§ REQUIRED WORK: For the records below, say how many lines contain the string "while". Give no other text.
Start of RAW DATA
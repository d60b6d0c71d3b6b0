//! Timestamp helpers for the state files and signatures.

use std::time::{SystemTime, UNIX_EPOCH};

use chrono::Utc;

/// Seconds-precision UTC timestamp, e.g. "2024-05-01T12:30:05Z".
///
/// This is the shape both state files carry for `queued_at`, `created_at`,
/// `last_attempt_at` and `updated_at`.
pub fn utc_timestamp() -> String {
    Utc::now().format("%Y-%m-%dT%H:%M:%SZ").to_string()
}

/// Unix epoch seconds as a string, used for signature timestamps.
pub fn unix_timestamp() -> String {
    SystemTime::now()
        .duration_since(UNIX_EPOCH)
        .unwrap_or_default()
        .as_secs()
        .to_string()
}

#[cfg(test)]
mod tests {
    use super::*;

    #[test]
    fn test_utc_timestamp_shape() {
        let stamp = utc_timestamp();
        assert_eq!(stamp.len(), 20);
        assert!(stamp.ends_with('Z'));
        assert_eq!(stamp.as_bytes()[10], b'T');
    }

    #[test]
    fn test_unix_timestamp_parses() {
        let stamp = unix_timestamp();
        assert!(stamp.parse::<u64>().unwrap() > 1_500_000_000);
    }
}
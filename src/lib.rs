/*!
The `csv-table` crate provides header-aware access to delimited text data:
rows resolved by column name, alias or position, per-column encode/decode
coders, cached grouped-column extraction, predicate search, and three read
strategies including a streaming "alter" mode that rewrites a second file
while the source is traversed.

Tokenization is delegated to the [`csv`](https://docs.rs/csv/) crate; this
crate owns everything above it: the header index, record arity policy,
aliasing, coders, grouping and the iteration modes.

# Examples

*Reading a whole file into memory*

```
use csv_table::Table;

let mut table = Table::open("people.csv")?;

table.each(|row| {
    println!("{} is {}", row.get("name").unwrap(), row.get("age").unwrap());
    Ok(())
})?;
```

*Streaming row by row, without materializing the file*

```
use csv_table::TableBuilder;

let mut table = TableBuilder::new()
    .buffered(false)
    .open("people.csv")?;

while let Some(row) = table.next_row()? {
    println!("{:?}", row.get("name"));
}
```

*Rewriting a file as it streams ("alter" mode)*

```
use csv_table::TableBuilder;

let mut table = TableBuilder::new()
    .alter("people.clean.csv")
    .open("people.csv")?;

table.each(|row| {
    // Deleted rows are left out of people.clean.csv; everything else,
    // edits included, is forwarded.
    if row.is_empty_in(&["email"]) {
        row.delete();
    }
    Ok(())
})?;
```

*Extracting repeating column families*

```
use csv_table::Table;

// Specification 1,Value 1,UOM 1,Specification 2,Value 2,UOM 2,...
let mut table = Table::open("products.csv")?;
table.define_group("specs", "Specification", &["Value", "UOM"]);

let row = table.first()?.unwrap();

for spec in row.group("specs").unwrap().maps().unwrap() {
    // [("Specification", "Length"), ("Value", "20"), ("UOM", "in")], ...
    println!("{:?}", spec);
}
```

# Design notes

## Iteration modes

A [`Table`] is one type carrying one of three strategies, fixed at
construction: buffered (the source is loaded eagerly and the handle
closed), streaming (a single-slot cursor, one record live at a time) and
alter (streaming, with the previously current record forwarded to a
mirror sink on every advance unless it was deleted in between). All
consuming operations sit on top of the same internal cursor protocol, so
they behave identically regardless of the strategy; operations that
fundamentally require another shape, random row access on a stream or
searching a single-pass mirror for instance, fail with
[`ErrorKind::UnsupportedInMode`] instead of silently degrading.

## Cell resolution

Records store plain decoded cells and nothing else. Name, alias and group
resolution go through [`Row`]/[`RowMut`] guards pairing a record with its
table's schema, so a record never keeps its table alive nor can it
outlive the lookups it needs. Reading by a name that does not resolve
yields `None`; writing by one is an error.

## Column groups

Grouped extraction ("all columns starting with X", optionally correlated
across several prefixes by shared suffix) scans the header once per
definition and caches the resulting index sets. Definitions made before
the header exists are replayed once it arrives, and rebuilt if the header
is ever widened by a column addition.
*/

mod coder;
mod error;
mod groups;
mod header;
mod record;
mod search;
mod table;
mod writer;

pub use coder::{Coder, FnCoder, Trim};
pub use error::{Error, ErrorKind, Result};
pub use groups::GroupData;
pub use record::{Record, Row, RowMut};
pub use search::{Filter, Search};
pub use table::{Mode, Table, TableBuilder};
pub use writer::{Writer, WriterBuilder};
End of RAW DATA
§ EXPECTED ANSWER: 2